Return each line of the entries that mentions the word "removed".

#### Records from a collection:
++++++++++++++++++++

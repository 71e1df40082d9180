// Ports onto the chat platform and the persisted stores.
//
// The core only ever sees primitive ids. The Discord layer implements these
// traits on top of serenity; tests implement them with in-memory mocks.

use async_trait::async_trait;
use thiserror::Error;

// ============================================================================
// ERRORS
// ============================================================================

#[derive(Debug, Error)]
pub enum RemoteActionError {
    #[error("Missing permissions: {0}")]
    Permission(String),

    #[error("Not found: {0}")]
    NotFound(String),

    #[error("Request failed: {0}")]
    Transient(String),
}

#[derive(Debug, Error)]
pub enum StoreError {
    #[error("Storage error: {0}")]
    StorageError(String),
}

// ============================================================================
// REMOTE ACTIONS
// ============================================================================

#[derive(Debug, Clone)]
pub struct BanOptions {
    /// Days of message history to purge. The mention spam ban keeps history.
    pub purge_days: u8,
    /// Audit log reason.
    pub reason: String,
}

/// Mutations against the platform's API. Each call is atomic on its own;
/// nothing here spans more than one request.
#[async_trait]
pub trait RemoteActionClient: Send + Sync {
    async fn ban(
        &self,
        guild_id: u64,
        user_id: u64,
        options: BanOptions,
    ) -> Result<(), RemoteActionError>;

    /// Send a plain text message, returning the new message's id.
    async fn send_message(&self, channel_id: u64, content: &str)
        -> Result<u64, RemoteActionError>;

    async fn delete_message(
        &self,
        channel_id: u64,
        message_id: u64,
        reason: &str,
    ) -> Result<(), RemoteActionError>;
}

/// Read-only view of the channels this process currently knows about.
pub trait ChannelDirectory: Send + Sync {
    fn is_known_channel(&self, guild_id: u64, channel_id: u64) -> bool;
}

++++++++++++++++++++

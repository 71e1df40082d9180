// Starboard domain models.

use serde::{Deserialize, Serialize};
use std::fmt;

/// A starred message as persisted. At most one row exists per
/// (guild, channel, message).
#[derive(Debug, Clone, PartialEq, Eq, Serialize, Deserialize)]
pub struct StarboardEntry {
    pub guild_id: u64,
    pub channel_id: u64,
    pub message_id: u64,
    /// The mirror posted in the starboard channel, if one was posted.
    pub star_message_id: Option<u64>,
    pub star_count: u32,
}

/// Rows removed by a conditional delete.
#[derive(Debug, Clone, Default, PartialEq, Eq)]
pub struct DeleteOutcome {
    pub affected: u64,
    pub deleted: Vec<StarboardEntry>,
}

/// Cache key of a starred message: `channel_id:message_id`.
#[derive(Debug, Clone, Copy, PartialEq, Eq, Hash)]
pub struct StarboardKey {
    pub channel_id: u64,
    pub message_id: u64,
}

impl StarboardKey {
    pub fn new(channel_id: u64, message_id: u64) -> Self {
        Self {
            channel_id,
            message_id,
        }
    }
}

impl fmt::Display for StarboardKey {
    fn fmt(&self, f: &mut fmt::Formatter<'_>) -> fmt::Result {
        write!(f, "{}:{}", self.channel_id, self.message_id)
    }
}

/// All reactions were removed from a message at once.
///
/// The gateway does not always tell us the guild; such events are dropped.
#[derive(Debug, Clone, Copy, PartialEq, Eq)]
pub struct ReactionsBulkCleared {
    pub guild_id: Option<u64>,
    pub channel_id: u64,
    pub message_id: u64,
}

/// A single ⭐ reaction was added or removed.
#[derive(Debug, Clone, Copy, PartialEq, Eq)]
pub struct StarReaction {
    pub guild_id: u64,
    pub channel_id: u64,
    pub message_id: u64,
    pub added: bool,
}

++++++++++++++++++++

#### WRITTEN RESPONSE:
/// Rows removed by a conditional delete.
/// All reactions were removed from a message at once.
/// A single ⭐ reaction was added or removed.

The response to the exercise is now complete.